What you have to do. For each line below that includes the word "with", make a copy.

↓

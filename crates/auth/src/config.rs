//! Auth configuration loaded from environment variables.
//!
//! # Environment Variables
//!
//! ## Required
//! - `AUTH_DATABASE_URL` - `PostgreSQL` connection string
//! - `AUTH_JWT_SECRET` - Token signing secret (min 32 chars, high entropy)
//! - `GOOGLE_CLIENT_ID` - Google OAuth client ID
//! - `GOOGLE_CLIENT_SECRET` - Google OAuth client secret
//! - `GOOGLE_REDIRECT_URI` - Callback URL registered with Google
//!
//! ## Optional
//! - `AUTH_ACCESS_TOKEN_TTL_SECS` - Access token lifetime (default: 900)
//! - `AUTH_REFRESH_TOKEN_TTL_SECS` - Refresh token lifetime (default: 604800)

use std::collections::HashMap;
use std::time::Duration;

use secrecy::{ExposeSecret, SecretString};
use thiserror::Error;

const MIN_JWT_SECRET_LENGTH: usize = 32;
const MIN_ENTROPY_BITS_PER_CHAR: f64 = 3.3;

/// Lifetime of an OAuth anti-forgery state record.
pub const OAUTH_STATE_TTL: Duration = Duration::from_secs(10 * 60);

/// Blocklist of common placeholder patterns (case-insensitive)
const PLACEHOLDER_PATTERNS: &[&str] = &[
    "your-",
    "changeme",
    "replace",
    "placeholder",
    "example",
    "secret",
    "password",
    "xxx",
    "todo",
    "fixme",
    "insert",
    "enter-",
    "put-your",
    "add-your",
];

/// Configuration errors that can occur during loading.
#[derive(Debug, Error)]
pub enum ConfigError {
    #[error("Missing environment variable: {0}")]
    MissingEnvVar(String),
    #[error("Invalid environment variable {0}: {1}")]
    InvalidEnvVar(String, String),
    #[error("Insecure secret in {0}: {1}")]
    InsecureSecret(String, String),
}

/// Auth subsystem configuration.
#[derive(Debug, Clone)]
pub struct AuthConfig {
    /// `PostgreSQL` database connection URL (contains password)
    pub database_url: SecretString,
    /// Token signing secret
    pub jwt_secret: SecretString,
    /// Access token lifetime
    pub access_token_ttl: Duration,
    /// Refresh token lifetime; also the TTL of cached refresh-token records
    pub refresh_token_ttl: Duration,
    /// Google OAuth configuration
    pub google: GoogleOAuthConfig,
}

/// Google OAuth client configuration.
///
/// Implements `Debug` manually to redact the client secret.
#[derive(Clone)]
pub struct GoogleOAuthConfig {
    /// OAuth client ID (safe to expose in browser)
    pub client_id: String,
    /// OAuth client secret
    pub client_secret: SecretString,
    /// Callback URL registered with Google
    pub redirect_uri: String,
}

impl std::fmt::Debug for GoogleOAuthConfig {
    fn fmt(&self, f: &mut std::fmt::Formatter<'_>) -> std::fmt::Result {
        f.debug_struct("GoogleOAuthConfig")
            .field("client_id", &self.client_id)
            .field("client_secret", &"[REDACTED]")
            .field("redirect_uri", &self.redirect_uri)
            .finish()
    }
}

impl AuthConfig {
    /// Load configuration from environment variables.
    ///
    /// Calls `dotenvy::dotenv()` to load from `.env` file if present.
    ///
    /// # Errors
    ///
    /// Returns `ConfigError` if required variables are missing, invalid, or
    /// if secrets fail validation (placeholder detection, entropy check).
    pub fn from_env() -> Result<Self, ConfigError> {
        // Load .env file if present (ignore errors if not found)
        let _ = dotenvy::dotenv();

        let database_url = get_database_url("AUTH_DATABASE_URL")?;
        let jwt_secret = get_validated_secret("AUTH_JWT_SECRET")?;
        validate_jwt_secret(&jwt_secret, "AUTH_JWT_SECRET")?;

        let access_token_ttl = get_ttl("AUTH_ACCESS_TOKEN_TTL_SECS", 900)?;
        let refresh_token_ttl = get_ttl("AUTH_REFRESH_TOKEN_TTL_SECS", 7 * 24 * 3600)?;

        let google = GoogleOAuthConfig::from_env()?;

        Ok(Self {
            database_url,
            jwt_secret,
            access_token_ttl,
            refresh_token_ttl,
            google,
        })
    }
}

impl GoogleOAuthConfig {
    fn from_env() -> Result<Self, ConfigError> {
        let redirect_uri = get_required_env("GOOGLE_REDIRECT_URI")?;
        validate_redirect_uri(&redirect_uri)?;

        Ok(Self {
            client_id: get_required_env("GOOGLE_CLIENT_ID")?,
            client_secret: get_validated_secret("GOOGLE_CLIENT_SECRET")?,
            redirect_uri,
        })
    }
}

// =============================================================================
// Helper Functions
// =============================================================================

/// Get a required environment variable.
fn get_required_env(key: &str) -> Result<String, ConfigError> {
    std::env::var(key).map_err(|_| ConfigError::MissingEnvVar(key.to_string()))
}

/// Get database URL with fallback to generic `DATABASE_URL`.
fn get_database_url(primary_key: &str) -> Result<SecretString, ConfigError> {
    if let Ok(value) = std::env::var(primary_key) {
        return Ok(SecretString::from(value));
    }
    if let Ok(value) = std::env::var("DATABASE_URL") {
        return Ok(SecretString::from(value));
    }
    Err(ConfigError::MissingEnvVar(primary_key.to_string()))
}

/// Parse a TTL in seconds with a default.
fn get_ttl(key: &str, default_secs: u64) -> Result<Duration, ConfigError> {
    match std::env::var(key) {
        Err(_) => Ok(Duration::from_secs(default_secs)),
        Ok(raw) => raw
            .parse::<u64>()
            .map(Duration::from_secs)
            .map_err(|e| ConfigError::InvalidEnvVar(key.to_string(), e.to_string())),
    }
}

/// The redirect URI must be an absolute http(s) URL with a host.
fn validate_redirect_uri(uri: &str) -> Result<(), ConfigError> {
    let parsed = url::Url::parse(uri).map_err(|e| {
        ConfigError::InvalidEnvVar("GOOGLE_REDIRECT_URI".to_string(), e.to_string())
    })?;

    if !matches!(parsed.scheme(), "http" | "https") || parsed.host_str().is_none() {
        return Err(ConfigError::InvalidEnvVar(
            "GOOGLE_REDIRECT_URI".to_string(),
            "must be an absolute http(s) URL".to_string(),
        ));
    }

    Ok(())
}

/// Validate that the signing secret meets minimum length requirements.
fn validate_jwt_secret(secret: &SecretString, var_name: &str) -> Result<(), ConfigError> {
    let value = secret.expose_secret();
    if value.len() < MIN_JWT_SECRET_LENGTH {
        return Err(ConfigError::InsecureSecret(
            var_name.to_string(),
            format!(
                "must be at least {} characters (got {})",
                MIN_JWT_SECRET_LENGTH,
                value.len()
            ),
        ));
    }
    Ok(())
}

/// Calculate Shannon entropy in bits per character.
fn shannon_entropy(s: &str) -> f64 {
    if s.is_empty() {
        return 0.0;
    }

    let mut freq: HashMap<char, usize> = HashMap::new();
    for c in s.chars() {
        *freq.entry(c).or_insert(0) += 1;
    }

    #[allow(clippy::cast_precision_loss)] // String length will never exceed f64 precision
    let len = s.len() as f64;
    freq.values()
        .map(|&count| {
            #[allow(clippy::cast_precision_loss)] // Character count will never exceed f64 precision
            let p = count as f64 / len;
            -p * p.log2()
        })
        .sum()
}

/// Validate that a secret is not a placeholder and has sufficient entropy.
fn validate_secret_strength(secret: &str, var_name: &str) -> Result<(), ConfigError> {
    let lower = secret.to_lowercase();

    // Check blocklist
    for pattern in PLACEHOLDER_PATTERNS {
        if lower.contains(pattern) {
            return Err(ConfigError::InsecureSecret(
                var_name.to_string(),
                format!("appears to be a placeholder (contains '{pattern}')"),
            ));
        }
    }

    // Check entropy (real secrets like API keys have high entropy)
    let entropy = shannon_entropy(secret);
    if entropy < MIN_ENTROPY_BITS_PER_CHAR {
        return Err(ConfigError::InsecureSecret(
            var_name.to_string(),
            format!(
                "entropy too low ({entropy:.2} bits/char, need >= {MIN_ENTROPY_BITS_PER_CHAR:.1}). Use a randomly generated secret."
            ),
        ));
    }

    Ok(())
}

/// Load and validate a secret from environment.
fn get_validated_secret(key: &str) -> Result<SecretString, ConfigError> {
    let value = get_required_env(key)?;
    validate_secret_strength(&value, key)?;
    Ok(SecretString::from(value))
}

#[cfg(test)]
#[allow(clippy::unwrap_used)]
mod tests {
    use super::*;

    #[test]
    fn test_shannon_entropy_degenerate() {
        assert!((shannon_entropy("") - 0.0).abs() < f64::EPSILON);
        assert!((shannon_entropy("aaaaaaa") - 0.0).abs() < f64::EPSILON);
    }

    #[test]
    fn test_shannon_entropy_high() {
        let entropy = shannon_entropy("aB3$xY9!mK2@nL5#");
        assert!(entropy > 3.3);
    }

    #[test]
    fn test_validate_secret_strength_placeholder() {
        let result = validate_secret_strength("your-signing-key-here", "TEST_VAR");
        assert!(matches!(
            result.unwrap_err(),
            ConfigError::InsecureSecret(_, _)
        ));
    }

    #[test]
    fn test_validate_secret_strength_low_entropy() {
        let result = validate_secret_strength("aaaaaaaaaaaaaaaaaaaaaaaaaaaaaaaaa", "TEST_VAR");
        assert!(result.is_err());
    }

    #[test]
    fn test_validate_secret_strength_valid() {
        let result = validate_secret_strength("aB3$xY9!mK2@nL5#pQ7&rT0*uW4^zC6", "TEST_VAR");
        assert!(result.is_ok());
    }

    #[test]
    fn test_validate_jwt_secret_too_short() {
        let secret = SecretString::from("short");
        assert!(validate_jwt_secret(&secret, "TEST_SECRET").is_err());

        let secret = SecretString::from("x".repeat(32));
        assert!(validate_jwt_secret(&secret, "TEST_SECRET").is_ok());
    }

    #[test]
    fn test_validate_redirect_uri() {
        assert!(validate_redirect_uri("https://shop.example.com/auth/google/callback").is_ok());
        assert!(validate_redirect_uri("http://localhost:8080/callback").is_ok());
        assert!(validate_redirect_uri("not a url").is_err());
        assert!(validate_redirect_uri("ftp://example.com/cb").is_err());
    }

    #[test]
    fn test_ttl_default() {
        // Variable not set in test environment
        let ttl = get_ttl("BP_TEST_TTL_THAT_IS_NEVER_SET", 900).unwrap();
        assert_eq!(ttl, Duration::from_secs(900));
    }

    #[test]
    fn test_google_config_debug_redacts_secret() {
        let config = GoogleOAuthConfig {
            client_id: "client_id_value".to_string(),
            client_secret: SecretString::from("super_secret_client_secret"),
            redirect_uri: "https://shop.example.com/cb".to_string(),
        };

        let debug_output = format!("{config:?}");
        assert!(debug_output.contains("client_id_value"));
        assert!(debug_output.contains("[REDACTED]"));
        assert!(!debug_output.contains("super_secret_client_secret"));
    }
}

↑

Output.
//! - `GOOGLE_REDIRECT_URI` - Callback URL registered with Google
    /// Callback URL registered with Google
/// Get database URL with fallback to generic `DATABASE_URL`.
/// Parse a TTL in seconds with a default.
/// The redirect URI must be an absolute http(s) URL with a host.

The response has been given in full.